» Work task:
The lines to return are those below that contain the word "models".

** Opening The input block **

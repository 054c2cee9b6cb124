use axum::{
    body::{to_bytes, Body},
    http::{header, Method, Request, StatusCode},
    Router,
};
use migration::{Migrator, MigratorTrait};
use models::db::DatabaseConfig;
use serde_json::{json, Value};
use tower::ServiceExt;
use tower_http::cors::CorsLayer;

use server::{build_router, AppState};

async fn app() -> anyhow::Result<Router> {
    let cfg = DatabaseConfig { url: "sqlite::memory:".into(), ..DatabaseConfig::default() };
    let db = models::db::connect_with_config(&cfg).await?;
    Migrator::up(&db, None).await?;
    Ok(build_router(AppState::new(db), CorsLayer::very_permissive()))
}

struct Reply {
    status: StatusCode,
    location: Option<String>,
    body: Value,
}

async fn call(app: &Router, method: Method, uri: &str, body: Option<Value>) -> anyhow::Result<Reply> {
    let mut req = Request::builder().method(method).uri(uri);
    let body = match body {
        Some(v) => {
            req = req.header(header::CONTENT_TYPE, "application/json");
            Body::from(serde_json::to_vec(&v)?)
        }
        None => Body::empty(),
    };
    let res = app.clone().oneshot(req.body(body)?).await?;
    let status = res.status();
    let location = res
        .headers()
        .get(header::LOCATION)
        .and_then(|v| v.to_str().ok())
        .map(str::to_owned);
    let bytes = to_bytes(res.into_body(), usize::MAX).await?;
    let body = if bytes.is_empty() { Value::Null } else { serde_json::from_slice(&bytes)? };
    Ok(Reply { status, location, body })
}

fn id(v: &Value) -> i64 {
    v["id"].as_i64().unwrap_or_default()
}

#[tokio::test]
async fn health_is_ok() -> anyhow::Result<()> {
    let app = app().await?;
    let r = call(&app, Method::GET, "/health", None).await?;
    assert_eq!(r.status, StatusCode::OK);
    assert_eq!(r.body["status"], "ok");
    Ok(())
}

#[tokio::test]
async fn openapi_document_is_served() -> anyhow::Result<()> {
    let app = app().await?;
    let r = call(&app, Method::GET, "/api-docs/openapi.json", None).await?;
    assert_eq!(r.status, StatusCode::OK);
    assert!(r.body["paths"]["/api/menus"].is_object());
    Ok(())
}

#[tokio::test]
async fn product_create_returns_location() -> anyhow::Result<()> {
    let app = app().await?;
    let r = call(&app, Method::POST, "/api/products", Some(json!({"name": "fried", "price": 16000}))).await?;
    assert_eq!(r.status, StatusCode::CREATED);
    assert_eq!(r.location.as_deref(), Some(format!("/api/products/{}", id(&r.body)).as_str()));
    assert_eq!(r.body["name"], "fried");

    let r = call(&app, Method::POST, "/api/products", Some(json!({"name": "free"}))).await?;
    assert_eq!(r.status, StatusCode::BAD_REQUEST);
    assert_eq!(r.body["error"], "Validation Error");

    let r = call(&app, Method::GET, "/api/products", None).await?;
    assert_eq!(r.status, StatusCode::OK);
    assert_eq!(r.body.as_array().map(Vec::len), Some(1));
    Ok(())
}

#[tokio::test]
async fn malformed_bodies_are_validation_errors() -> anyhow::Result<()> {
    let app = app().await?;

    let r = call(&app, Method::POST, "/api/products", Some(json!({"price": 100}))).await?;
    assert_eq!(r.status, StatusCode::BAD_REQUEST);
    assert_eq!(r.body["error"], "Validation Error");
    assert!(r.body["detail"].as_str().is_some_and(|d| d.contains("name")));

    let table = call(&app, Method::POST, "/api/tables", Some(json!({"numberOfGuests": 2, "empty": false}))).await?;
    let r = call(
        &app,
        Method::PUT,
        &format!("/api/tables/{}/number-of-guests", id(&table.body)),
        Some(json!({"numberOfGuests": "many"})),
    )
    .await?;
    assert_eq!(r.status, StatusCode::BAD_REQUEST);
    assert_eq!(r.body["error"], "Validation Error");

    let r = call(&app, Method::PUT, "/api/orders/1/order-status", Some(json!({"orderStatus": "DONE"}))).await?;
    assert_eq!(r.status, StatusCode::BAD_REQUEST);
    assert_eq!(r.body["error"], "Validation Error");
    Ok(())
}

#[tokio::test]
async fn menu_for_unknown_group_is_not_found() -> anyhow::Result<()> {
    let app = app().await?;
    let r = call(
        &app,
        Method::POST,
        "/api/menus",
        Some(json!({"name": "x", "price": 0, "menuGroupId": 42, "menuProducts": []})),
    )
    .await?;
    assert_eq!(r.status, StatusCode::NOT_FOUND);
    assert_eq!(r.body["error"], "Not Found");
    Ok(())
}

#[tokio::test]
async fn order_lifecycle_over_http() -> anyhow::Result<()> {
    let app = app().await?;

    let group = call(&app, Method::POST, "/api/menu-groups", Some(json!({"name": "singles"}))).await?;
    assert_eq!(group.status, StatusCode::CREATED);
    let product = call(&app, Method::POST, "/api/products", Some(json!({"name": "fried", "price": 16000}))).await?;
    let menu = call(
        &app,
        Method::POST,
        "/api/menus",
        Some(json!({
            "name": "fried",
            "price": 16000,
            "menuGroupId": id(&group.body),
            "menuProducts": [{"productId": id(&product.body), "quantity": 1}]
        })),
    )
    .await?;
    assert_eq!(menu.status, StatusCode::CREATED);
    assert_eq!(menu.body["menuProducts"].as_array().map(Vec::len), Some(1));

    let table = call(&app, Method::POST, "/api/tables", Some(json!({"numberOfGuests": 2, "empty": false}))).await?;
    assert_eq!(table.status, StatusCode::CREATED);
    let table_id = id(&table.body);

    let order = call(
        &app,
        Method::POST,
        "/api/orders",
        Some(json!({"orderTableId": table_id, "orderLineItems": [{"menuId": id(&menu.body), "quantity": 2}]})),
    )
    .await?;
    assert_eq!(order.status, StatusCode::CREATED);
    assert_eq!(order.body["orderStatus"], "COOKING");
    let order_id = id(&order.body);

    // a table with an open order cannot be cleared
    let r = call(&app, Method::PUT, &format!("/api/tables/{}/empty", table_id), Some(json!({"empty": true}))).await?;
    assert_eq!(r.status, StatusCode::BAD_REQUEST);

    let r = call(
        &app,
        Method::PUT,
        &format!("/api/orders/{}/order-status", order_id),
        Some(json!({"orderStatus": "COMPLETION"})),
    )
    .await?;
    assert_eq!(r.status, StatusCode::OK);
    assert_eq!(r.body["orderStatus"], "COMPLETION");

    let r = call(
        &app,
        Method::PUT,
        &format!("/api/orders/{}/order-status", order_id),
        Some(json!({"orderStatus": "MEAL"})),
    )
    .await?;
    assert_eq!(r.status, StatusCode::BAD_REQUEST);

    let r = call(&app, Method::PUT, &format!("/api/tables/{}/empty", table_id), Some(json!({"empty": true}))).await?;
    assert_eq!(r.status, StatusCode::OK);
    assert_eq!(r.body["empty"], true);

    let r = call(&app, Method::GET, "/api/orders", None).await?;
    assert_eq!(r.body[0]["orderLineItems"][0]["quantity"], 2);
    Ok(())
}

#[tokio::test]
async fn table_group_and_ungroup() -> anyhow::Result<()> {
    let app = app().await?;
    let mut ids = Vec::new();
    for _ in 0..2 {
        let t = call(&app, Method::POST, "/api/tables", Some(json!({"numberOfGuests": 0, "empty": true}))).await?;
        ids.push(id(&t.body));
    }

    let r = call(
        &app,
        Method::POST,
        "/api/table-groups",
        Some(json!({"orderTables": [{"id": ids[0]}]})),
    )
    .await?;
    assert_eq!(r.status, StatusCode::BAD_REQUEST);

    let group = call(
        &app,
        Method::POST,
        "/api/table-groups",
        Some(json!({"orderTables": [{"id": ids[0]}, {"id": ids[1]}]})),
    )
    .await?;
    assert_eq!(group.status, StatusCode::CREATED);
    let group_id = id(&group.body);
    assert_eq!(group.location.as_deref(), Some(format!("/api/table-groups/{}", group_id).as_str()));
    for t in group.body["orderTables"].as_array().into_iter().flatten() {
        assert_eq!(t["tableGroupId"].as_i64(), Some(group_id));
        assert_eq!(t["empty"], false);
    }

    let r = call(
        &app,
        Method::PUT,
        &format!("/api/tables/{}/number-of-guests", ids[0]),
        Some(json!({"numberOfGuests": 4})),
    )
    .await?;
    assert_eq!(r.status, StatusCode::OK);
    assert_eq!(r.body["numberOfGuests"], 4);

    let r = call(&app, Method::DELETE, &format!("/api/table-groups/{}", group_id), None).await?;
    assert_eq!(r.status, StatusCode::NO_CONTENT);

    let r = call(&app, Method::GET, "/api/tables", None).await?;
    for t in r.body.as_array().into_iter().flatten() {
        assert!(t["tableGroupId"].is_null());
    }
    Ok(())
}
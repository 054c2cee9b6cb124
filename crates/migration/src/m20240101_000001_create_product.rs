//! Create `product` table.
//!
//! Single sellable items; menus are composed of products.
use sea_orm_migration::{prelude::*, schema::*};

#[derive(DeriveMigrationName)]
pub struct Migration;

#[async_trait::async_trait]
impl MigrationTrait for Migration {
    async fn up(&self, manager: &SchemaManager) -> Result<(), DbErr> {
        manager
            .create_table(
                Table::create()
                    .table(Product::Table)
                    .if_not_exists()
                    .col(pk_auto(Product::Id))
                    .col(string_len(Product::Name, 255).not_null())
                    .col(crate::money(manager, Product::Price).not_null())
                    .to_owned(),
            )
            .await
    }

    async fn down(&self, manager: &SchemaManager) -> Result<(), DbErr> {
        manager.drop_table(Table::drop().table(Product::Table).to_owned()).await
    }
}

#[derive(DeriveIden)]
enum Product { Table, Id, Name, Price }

** Closing The input block **

» Answer to the exercise:
use models::db::DatabaseConfig;
    let db = models::db::connect_with_config(&cfg).await?;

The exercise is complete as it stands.